Its fast on my machine, and slow on AWS
We built a system consisting of a bunch of processes running on the jvm, a mix of rabbitmq and http for interprocess communication, graylog for log aggregation, and mysql and postgresql as the data stores. We hosted the development, test and production environments on AWS, and we configured the entire stack using Cloudformation with all kinds of neat continuous deployment etc. The curse of it was that, under load, one of the processes was so much slower on the AWS platform that it was on my 2012 Macbook Pro. Basically, on AWS the app ground to a stand-still, started failing EC2 instance health checks, and eventually got pulled down by a number of failed ELB health checks. The next instances that came up would invariably meet the same fate. And locally it ripped through the work.
We tried many things to fix the issue, in a pretty haphazard fashion, until we lost patience with it, and decided to get systematic in getting to the bottom of the issue. Whats presented here is a summary of that process, which I reckon is a neat approach to solving these kind of issues.
Isolate the environment
Because my Macbook Pro is so different to the Ubuntu environment we run on AWS, I decided to make a Docker image containing the entire stack required by the slow system. That means installing RabbitMQ, Graylog, Mysql, Java 8 and the Jar file of the app itself. Also restoring the latest backup of production. Once I had that image defined, I ran through a sizeable job and timed it with a stop watch. Relative to AWS, it was fast – it took 3:50 (3 minutes 50 seconds) to do the work. Just to give you an idea, the AWS setup was taking 25 to 30 minutes, and seldom worked without dead letter messages and a host of other failure cases.

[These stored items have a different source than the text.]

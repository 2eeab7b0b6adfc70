//! External process execution.
//!
//! Every external tool the build drives (`git`, `hg`, `patch`, `make`, the
//! configure script, the `-V` probe) goes through here.
//! Commands always receive their working directory explicitly; the process-wide
//! current directory is never changed.

use std::path::{Path, PathBuf};
use std::process::Stdio;

use thiserror::Error;
use tokio::process::Command;
use tracing::debug;

/// Errors raised while running an external command.
#[derive(Debug, Error)]
pub enum ExecError {
  /// The program could not be found on `PATH` (or at the given path).
  #[error("command not found: {program}")]
  NotFound { program: String },

  /// The program ran and exited unsuccessfully.
  #[error("command failed with exit code {code:?}: {cmd}{}", log_hint(.log))]
  Failed {
    cmd: String,
    code: Option<i32>,
    log: Option<PathBuf>,
  },

  /// Spawning or collecting output failed.
  #[error("failed to run {cmd}: {source}")]
  Io {
    cmd: String,
    #[source]
    source: std::io::Error,
  },
}

fn log_hint(log: &Option<PathBuf>) -> String {
  match log {
    Some(path) => format!(" (see {})", path.display()),
    None => String::new(),
  }
}

/// Where the output of a command goes.
#[derive(Debug, Clone, Copy)]
pub enum Output<'a> {
  /// Stream straight to the terminal (verbose mode).
  Inherit,
  /// Capture, and on failure write stdout and stderr to this file.
  LogOnFailure(&'a Path),
}

impl<'a> Output<'a> {
  /// Inherit when verbose, otherwise log to `log` on failure.
  pub fn for_verbosity(verbose: bool, log: &'a Path) -> Self {
    if verbose { Output::Inherit } else { Output::LogOnFailure(log) }
  }
}

/// Run `program args...` inside `cwd`.
pub async fn run_command(program: &str, args: &[&str], cwd: &Path, output: Output<'_>) -> Result<(), ExecError> {
  let cmd_line = display_command(program, args);
  debug!(cmd = %cmd_line, cwd = %cwd.display(), "spawning process");

  let mut command = Command::new(program);
  command
    .args(args)
    .current_dir(cwd)
    .stdin(Stdio::null())
    .kill_on_drop(true);

  match output {
    Output::Inherit => {
      let status = command.status().await.map_err(|e| spawn_error(program, &cmd_line, e))?;
      if !status.success() {
        return Err(ExecError::Failed {
          cmd: cmd_line,
          code: status.code(),
          log: None,
        });
      }
    }
    Output::LogOnFailure(log) => {
      let out = command.output().await.map_err(|e| spawn_error(program, &cmd_line, e))?;
      if !out.status.success() {
        let mut contents = out.stdout;
        contents.extend_from_slice(&out.stderr);
        let log = cwd.join(log);
        tokio::fs::write(&log, contents).await.map_err(|e| ExecError::Io {
          cmd: cmd_line.clone(),
          source: e,
        })?;
        return Err(ExecError::Failed {
          cmd: cmd_line,
          code: out.status.code(),
          log: Some(log),
        });
      }
    }
  }

  Ok(())
}

/// Run a shell snippet with `/bin/sh -c` inside `cwd`.
pub async fn run_shell(script: &str, cwd: &Path, output: Output<'_>) -> Result<(), ExecError> {
  let (shell, args) = get_shell();
  let mut full_args: Vec<&str> = args.to_vec();
  full_args.push(script);
  run_command(shell, &full_args, cwd, output).await
}

/// Run a command and return stdout followed by stderr as one string.
///
/// Used by probes that only care about what a tool prints, so the exit status
/// still matters: a non-zero exit is an error.
pub async fn capture_combined(program: &str, args: &[&str]) -> Result<String, ExecError> {
  let cmd_line = display_command(program, args);
  let out = Command::new(program)
    .args(args)
    .stdin(Stdio::null())
    .kill_on_drop(true)
    .output()
    .await
    .map_err(|e| spawn_error(program, &cmd_line, e))?;

  if !out.status.success() {
    return Err(ExecError::Failed {
      cmd: cmd_line,
      code: out.status.code(),
      log: None,
    });
  }

  let mut combined = String::from_utf8_lossy(&out.stdout).into_owned();
  combined.push_str(&String::from_utf8_lossy(&out.stderr));
  Ok(combined)
}

fn spawn_error(program: &str, cmd_line: &str, e: std::io::Error) -> ExecError {
  if e.kind() == std::io::ErrorKind::NotFound {
    ExecError::NotFound {
      program: program.to_string(),
    }
  } else {
    ExecError::Io {
      cmd: cmd_line.to_string(),
      source: e,
    }
  }
}

fn display_command(program: &str, args: &[&str]) -> String {
  let mut line = program.to_string();
  for arg in args {
    line.push(' ');
    line.push_str(arg);
  }
  line
}

/// Shell used for provisioning hooks, patching, and the configure script.
///
/// Always `/bin/sh`, never `$SHELL`: interactive shells may source profiles
/// that change the environment underneath the build.
fn get_shell() -> (&'static str, [&'static str; 1]) {
  ("/bin/sh", ["-c"])
}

So I ran up a c4.xlarge, which was closest in spec to my laptop, to see if it was a problem with the basic performance of AWS itself. I installed the docker image and fired up the container and ran the same test. It took 2:39 to run the same work, so there was not a problem with AWS itself. This was exciting because it was clear that whatever the problem was, it was in the set of differences between my docker image and my AWS config – or it was due to the use of docker itself.

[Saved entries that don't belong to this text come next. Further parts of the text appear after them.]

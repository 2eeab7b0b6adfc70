//! Configure script synthesis.
//!
//! [`synthesize`] merges the user's base script, statically linked
//! dependencies, third-party modules, configure options, and passthrough
//! arguments into one `nginx-configure` script. It is a pure function: the
//! same inputs always render byte-identical text.

use std::fmt;
use std::path::Path;

use crate::component::ComponentDescriptor;
use crate::consts::SSL_MODULE_FLAG;
use crate::module::ThirdPartyModule;

use super::options::{ADD_DYNAMIC_MODULE, ADD_MODULE, ConfigureOptions};

/// Script used when no base script is given.
const DEFAULT_INVOCATION: &str = "#!/bin/sh\n\n./configure";
const CONTINUATION: &str = " \\\n    ";

/// Everything the configure script is built from.
#[derive(Debug, Clone, Copy)]
pub struct ScriptInputs<'a> {
  /// User-provided configure script; may be empty.
  pub base_script: &'a str,
  pub modules: &'a [ThirdPartyModule],
  /// Statically linked dependencies, in emission order.
  pub dependencies: &'a [ComponentDescriptor],
  pub options: &'a ConfigureOptions,
  /// Directory relative module paths from options are resolved against.
  pub root_dir: &'a Path,
  /// Job count passed to configure itself (OpenResty builds its bundle during configure).
  pub parallel_jobs: Option<u32>,
  /// Extra arguments appended verbatim.
  pub passthrough: &'a [String],
}

/// A synthesized configure script.
#[derive(Debug, Clone, PartialEq, Eq)]
pub struct GeneratedScript {
  invocation: String,
  tokens: Vec<String>,
}

impl GeneratedScript {
  /// First line(s) of the script: a shebang plus `./configure`, or the base script.
  pub fn invocation(&self) -> &str {
    &self.invocation
  }

  /// Arguments appended to the invocation, in order.
  pub fn tokens(&self) -> &[String] {
    &self.tokens
  }

  pub fn render(&self) -> String {
    let mut script = self.invocation.clone();
    if !self.tokens.is_empty() {
      script.push_str(CONTINUATION);
      script.push_str(&self.tokens.join(CONTINUATION));
    }
    script.push('\n');
    script
  }
}

impl fmt::Display for GeneratedScript {
  fn fmt(&self, f: &mut fmt::Formatter<'_>) -> fmt::Result {
    f.write_str(&self.render())
  }
}

/// Build the configure script.
///
/// Emission order: `-jN`, dependency options (plus the SSL module flag if a
/// crypto library is linked and the base script lacks it), module flags,
/// value options, enabled flags, passthrough arguments.
pub fn synthesize(inputs: &ScriptInputs<'_>) -> GeneratedScript {
  let mut tokens = Vec::new();

  if let Some(jobs) = inputs.parallel_jobs {
    tokens.push(format!("-j{jobs}"));
  }

  let mut crypto_linked = false;
  for dep in inputs.dependencies {
    tokens.push(format!("{}=../{}-{}", dep.option(), dep.name(), dep.version));
    crypto_linked |= dep.kind.is_crypto();
  }

  // Linking OpenSSL without the SSL module silently builds an SSL-less server.
  if crypto_linked && !inputs.base_script.contains(SSL_MODULE_FLAG) {
    tokens.push(SSL_MODULE_FLAG.to_string());
  }

  for module in inputs.modules {
    tokens.push(format!("{}={}", module_option(module.dynamic), module.configure_path()));
  }

  for (name, value) in inputs.options.active_values() {
    match name {
      ADD_MODULE | ADD_DYNAMIC_MODULE => {
        let option = module_option(name == ADD_DYNAMIC_MODULE);
        for path in value.split(',').map(str::trim).filter(|p| !p.is_empty()) {
          tokens.push(format!("{option}={}", resolve_module_path(path, inputs.root_dir)));
        }
      }
      _ => tokens.push(quote_token(&format!("{name}={value}"))),
    }
  }

  tokens.extend(inputs.options.enabled_flags().map(str::to_string));
  tokens.extend(inputs.passthrough.iter().map(|arg| quote_token(arg)));

  let invocation = if inputs.base_script.trim().is_empty() {
    DEFAULT_INVOCATION.to_string()
  } else {
    inputs.base_script.trim().to_string()
  };

  GeneratedScript { invocation, tokens }
}

fn module_option(dynamic: bool) -> &'static str {
  if dynamic { "--add-dynamic-module" } else { "--add-module" }
}

fn resolve_module_path(path: &str, root_dir: &Path) -> String {
  if Path::new(path).is_absolute() {
    path.to_string()
  } else {
    root_dir.join(path).display().to_string()
  }
}

/// Quote a token for the shell if it contains whitespace.
///
/// For `key=value` only the value is quoted, and only when the value itself
/// contains whitespace; any other token is quoted whole.
pub fn quote_token(token: &str) -> String {
  if !token.contains(char::is_whitespace) {
    return token.to_string();
  }

  match token.split_once('=') {
    Some((key, value)) if value.contains(char::is_whitespace) => format!("{key}='{value}'"),
    Some(_) => token.to_string(),
    None => format!("'{token}'"),
  }
}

Introduce the old environment, one step at a time
So all I had to do was start introducing parts of the AWS environment into my docker setup. My first guess was the RDS database. So I edited my config file to use the RDS Mysql instead of the one in the docker image and re-ran my test. It took 3:31, which was a good bit slower but not the smoking gun. Darn it! All that was left to me was to spend the next ten hours systematically going through the following:
- Our AWS setup used Magnetic disks, my docker c4.xlarge was using SSD. Surely this was it. Nope – it ran in 3:40
- Was it the jvm args? In AWS we ran with the G1 garbage collector, and with no jvm args in docker. Nope, made almost no difference – it run in 3:43
- What about external Graylog instead of the one local to docker? Yes, no? Well, no – it ran in 3:45
- There was a difference in the instance sizes. Docker was on c4.xlarge, the app on AWS was on a t2.medium. Surprisingly not much difference – it ran in 3:52
- Ok, next. What about external RabbitMQ instead of the local one? Also no – it ran in 3:58
- Was it due to the fact that in AWS the app was in a private subnet, and my docker image was in a public one? Nope – it ran in the same time.
- Could it be due to the fact that the ELB health check against my AWS app was using a database connection for each call, and docker was not fronted by an ELB at all? Sticking in a static health check page served by “python -m SimpleHTTPServer” made no difference at all.

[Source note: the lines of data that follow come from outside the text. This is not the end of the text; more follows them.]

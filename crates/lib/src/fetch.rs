//! Archive download and extraction for one component.
//!
//! Each selected component is fetched by its own task (see
//! [`crate::pipeline`]), so everything here only touches paths derived from
//! that component's descriptor.

use std::fs::File;
use std::io::BufReader;
use std::path::{Path, PathBuf};

use flate2::read::GzDecoder;
use tar::Archive;
use thiserror::Error;
use tokio::io::AsyncWriteExt;
use tracing::{debug, info};

use crate::component::ComponentDescriptor;
use crate::consts::DOWNLOAD_TIMEOUT;

/// Errors that can occur while fetching a component.
#[derive(Debug, Error)]
pub enum FetchError {
  /// The HTTP client could not be built.
  #[error("failed to create HTTP client: {0}")]
  Client(#[source] reqwest::Error),

  /// The request failed or the body could not be read.
  #[error("download failed for {url}: {source}")]
  Network {
    url: String,
    #[source]
    source: reqwest::Error,
  },

  /// The server answered with a non-success status.
  #[error("download failed for {url}: HTTP {status}")]
  Status { url: String, status: reqwest::StatusCode },

  /// Writing or renaming the archive failed.
  #[error("i/o error on {}: {source}", .path.display())]
  Io {
    path: PathBuf,
    #[source]
    source: std::io::Error,
  },

  /// The archive could not be unpacked.
  #[error("failed to extract {}: {source}", .archive.display())]
  Extract {
    archive: PathBuf,
    #[source]
    source: std::io::Error,
  },
}

/// What [`fetch_and_extract`] had to do.
#[derive(Debug, Clone, Copy, PartialEq, Eq)]
pub enum FetchOutcome {
  /// The source directory already existed; nothing was touched.
  AlreadyPresent,
  /// The archive was unpacked, after downloading it if `downloaded`.
  Extracted { downloaded: bool },
}

/// HTTP client shared by all fetch tasks of a run.
pub fn http_client() -> Result<reqwest::Client, FetchError> {
  reqwest::Client::builder()
    .timeout(DOWNLOAD_TIMEOUT)
    .build()
    .map_err(FetchError::Client)
}

/// Make `work_dir/<name>-<version>` exist by downloading and unpacking the archive.
///
/// Idempotent: an existing source directory short-circuits everything, and an
/// existing archive skips the download. The archive is streamed into
/// `<archive>.download` and renamed into place only once complete, so a
/// partially written archive is never mistaken for a finished one.
pub async fn fetch_and_extract(
  descriptor: &ComponentDescriptor,
  work_dir: &Path,
  client: &reqwest::Client,
) -> Result<FetchOutcome, FetchError> {
  let source_dir = work_dir.join(descriptor.source_path());
  if source_dir.exists() {
    info!(path = %source_dir.display(), "already exists, skipping download and extraction");
    return Ok(FetchOutcome::AlreadyPresent);
  }

  let archive = work_dir.join(descriptor.archive_path());
  let downloaded = if archive.exists() {
    info!(path = %archive.display(), "archive already exists, skipping download");
    false
  } else {
    let url = descriptor.download_url();
    info!(component = %descriptor, url = %url, "downloading");
    download(client, &url, &archive).await?;
    true
  };

  info!(path = %archive.display(), "extracting");
  let (archive_path, dest) = (archive.clone(), work_dir.to_path_buf());
  tokio::task::spawn_blocking(move || unpack_tar_gz(&archive_path, &dest))
    .await
    .map_err(|e| FetchError::Extract {
      archive: archive.clone(),
      source: std::io::Error::other(e),
    })?
    .map_err(|e| FetchError::Extract {
      archive: archive.clone(),
      source: e,
    })?;

  info!(path = %source_dir.display(), "extracted");
  Ok(FetchOutcome::Extracted { downloaded })
}

async fn download(client: &reqwest::Client, url: &str, dest: &Path) -> Result<(), FetchError> {
  let mut response = client.get(url).send().await.map_err(|e| FetchError::Network {
    url: url.to_string(),
    source: e,
  })?;

  if !response.status().is_success() {
    return Err(FetchError::Status {
      url: url.to_string(),
      status: response.status(),
    });
  }

  let tmp = temp_path(dest);
  let result = write_body(&mut response, url, &tmp).await;
  if result.is_err() {
    let _ = tokio::fs::remove_file(&tmp).await;
    return result;
  }

  tokio::fs::rename(&tmp, dest).await.map_err(|e| FetchError::Io {
    path: dest.to_path_buf(),
    source: e,
  })?;

  debug!(path = %dest.display(), "download complete");
  Ok(())
}

async fn write_body(response: &mut reqwest::Response, url: &str, tmp: &Path) -> Result<(), FetchError> {
  let io_err = |e: std::io::Error| FetchError::Io {
    path: tmp.to_path_buf(),
    source: e,
  };

  let mut file = tokio::fs::File::create(tmp).await.map_err(io_err)?;
  let mut size = 0usize;
  while let Some(chunk) = response.chunk().await.map_err(|e| FetchError::Network {
    url: url.to_string(),
    source: e,
  })? {
    size += chunk.len();
    file.write_all(&chunk).await.map_err(io_err)?;
  }
  file.flush().await.map_err(io_err)?;
  file.sync_all().await.map_err(io_err)?;

  debug!(path = %tmp.display(), size, "wrote archive body");
  Ok(())
}

/// Sibling path the archive is streamed into before the final rename.
fn temp_path(dest: &Path) -> PathBuf {
  let mut name = dest.file_name().map(|n| n.to_os_string()).unwrap_or_default();
  name.push(".download");
  dest.with_file_name(name)
}

fn unpack_tar_gz(archive_path: &Path, dest: &Path) -> std::io::Result<()> {
  let file = File::open(archive_path)?;
  let decoder = GzDecoder::new(BufReader::new(file));
  let mut archive = Archive::new(decoder);
  archive.unpack(dest)
}

#[cfg(test)]
mod tests {
  use super::*;
  use crate::component::ComponentKind;
  use flate2::Compression;
  use flate2::write::GzEncoder;
  use tempfile::TempDir;

  /// A gzip'd tarball containing `<root>/configure`.
  fn tarball(root: &str) -> Vec<u8> {
    let encoder = GzEncoder::new(Vec::new(), Compression::default());
    let mut builder = tar::Builder::new(encoder);

    let body = b"#!/bin/sh\necho configured\n";
    let mut header = tar::Header::new_gnu();
    header.set_size(body.len() as u64);
    header.set_mode(0o755);
    header.set_cksum();
    builder
      .append_data(&mut header, format!("{root}/configure"), &body[..])
      .unwrap();

    builder.into_inner().unwrap().finish().unwrap()
  }

  /// Points at a closed port so any network access fails loudly.
  fn offline_nginx() -> ComponentDescriptor {
    ComponentDescriptor::new(ComponentKind::Nginx, "1.25.0", false).with_download_prefix("http://127.0.0.1:1")
  }

  #[test]
  fn temp_path_is_sibling() {
    assert_eq!(
      temp_path(Path::new("/work/nginx-1.25.0.tar.gz")),
      PathBuf::from("/work/nginx-1.25.0.tar.gz.download")
    );
  }

  #[tokio::test]
  async fn existing_source_dir_skips_everything() {
    let temp_dir = TempDir::new().unwrap();
    let nginx = offline_nginx();
    std::fs::create_dir(temp_dir.path().join(nginx.source_path())).unwrap();

    let client = http_client().unwrap();
    let outcome = fetch_and_extract(&nginx, temp_dir.path(), &client).await.unwrap();

    assert_eq!(outcome, FetchOutcome::AlreadyPresent);
    assert!(!temp_dir.path().join(nginx.archive_path()).exists());
  }

  #[tokio::test]
  async fn existing_archive_is_extracted_without_download() {
    let temp_dir = TempDir::new().unwrap();
    let nginx = offline_nginx();
    std::fs::write(temp_dir.path().join(nginx.archive_path()), tarball(&nginx.source_path())).unwrap();

    let client = http_client().unwrap();
    let outcome = fetch_and_extract(&nginx, temp_dir.path(), &client).await.unwrap();

    assert_eq!(outcome, FetchOutcome::Extracted { downloaded: false });
    assert!(temp_dir.path().join("nginx-1.25.0/configure").is_file());
  }

  #[tokio::test]
  async fn downloads_then_extracts_once() {
    let temp_dir = TempDir::new().unwrap();
    let mut server = mockito::Server::new_async().await;
    let mock = server
      .mock("GET", "/zlib-1.3.1.tar.gz")
      .with_status(200)
      .with_body(tarball("zlib-1.3.1"))
      .expect(1)
      .create_async()
      .await;

    let zlib = ComponentDescriptor::new(ComponentKind::Zlib, "1.3.1", true).with_download_prefix(server.url());
    let client = http_client().unwrap();

    let first = fetch_and_extract(&zlib, temp_dir.path(), &client).await.unwrap();
    assert_eq!(first, FetchOutcome::Extracted { downloaded: true });
    assert!(temp_dir.path().join("zlib-1.3.1.tar.gz").is_file());
    assert!(!temp_dir.path().join("zlib-1.3.1.tar.gz.download").exists());
    assert!(temp_dir.path().join("zlib-1.3.1/configure").is_file());

    let second = fetch_and_extract(&zlib, temp_dir.path(), &client).await.unwrap();
    assert_eq!(second, FetchOutcome::AlreadyPresent);

    mock.assert_async().await;
  }

  #[tokio::test]
  async fn http_error_leaves_no_archive() {
    let temp_dir = TempDir::new().unwrap();
    let mut server = mockito::Server::new_async().await;
    let _mock = server
      .mock("GET", "/pcre2-10.42/pcre2-10.42.tar.gz")
      .with_status(404)
      .create_async()
      .await;

    let pcre = ComponentDescriptor::new(ComponentKind::Pcre, "10.42", true).with_download_prefix(server.url());
    let client = http_client().unwrap();

    let result = fetch_and_extract(&pcre, temp_dir.path(), &client).await;

    assert!(matches!(result, Err(FetchError::Status { status, .. }) if status.as_u16() == 404));
    assert!(!temp_dir.path().join(pcre.archive_path()).exists());
    assert!(!temp_dir.path().join("pcre2-10.42.tar.gz.download").exists());
  }

  #[tokio::test]
  async fn corrupt_archive_is_an_extract_error() {
    let temp_dir = TempDir::new().unwrap();
    let nginx = offline_nginx();
    std::fs::write(temp_dir.path().join(nginx.archive_path()), b"not a tarball").unwrap();

    let client = http_client().unwrap();
    let result = fetch_and_extract(&nginx, temp_dir.path(), &client).await;

    assert!(matches!(result, Err(FetchError::Extract { .. })));
  }
}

(Using docker images and AWS AMIs made the change-test-repeat cycle faster and relatively painless.)
At this stage my docker image was getting very close to the setup of my AWS app, and was still kicking its ass. And I was starting to tear my hair out. So I started to switch tack.
Move the old environment towards the new
What differences remained? I wondered it it was something to do with the packer-created AMI my app was running on. Or due maybe to the fact that the stack was created using Cloudformation and for the docker test I just launched a plain Ubuntu 14:04 AMI.
So I logged onto one of the AWS app machines, stubbed out its health check with my static python server, and killed the app process. Now the machine was mine to do with as I pleased. I stuck docker on it, and ran up the app in docker. Then I tore down my static health check page, and allowed the docker process to be the app. Amazingly, the app worked really fast. About 4 minutes, which was in the ballpark. At the stage I started to doubt myself, so I went back to run the test using just the AWS setup, and almost straight way it started grinding to a halt and failing messages and just getting killed by ELB health checks.
So it had something to do with the way the app was launched by my Cloudformation arrangement. Getting close, getting close! And then it hit me. As I was watching the stdout of the struggling AWS app crawling along, I realised that all this output was streaming to /var/log/cloud-init-output.log. And these were magnetic disks and it might be taking ages to flush to disk. So I changed the launch line in the UserData section of my LaunchConfiguration from
nohup java -jar app.jar
nohup java -jar app.jar > /dev/null
I was not concerned about losing log information because everything was being piped to Graylog anyway. Then I re-ran the test, and it came in at the same time as my docker image – around 4 minutes. God darn it, this was the issue. To much logging to slow disk, totally stalling the machine. What? Really, something as dumb as that? Oh dear.
Small systematic steps
So anyway, we’re out of the woods with this issue, and I’m mighty glad. The thing I hope I remember in future when faced with this kind of issue again is to isolate the environment using docker and creep towards the broken environment one step at a time, measuring the effect of each change until the offender reveals itself. No bug can survive small, systematic steps.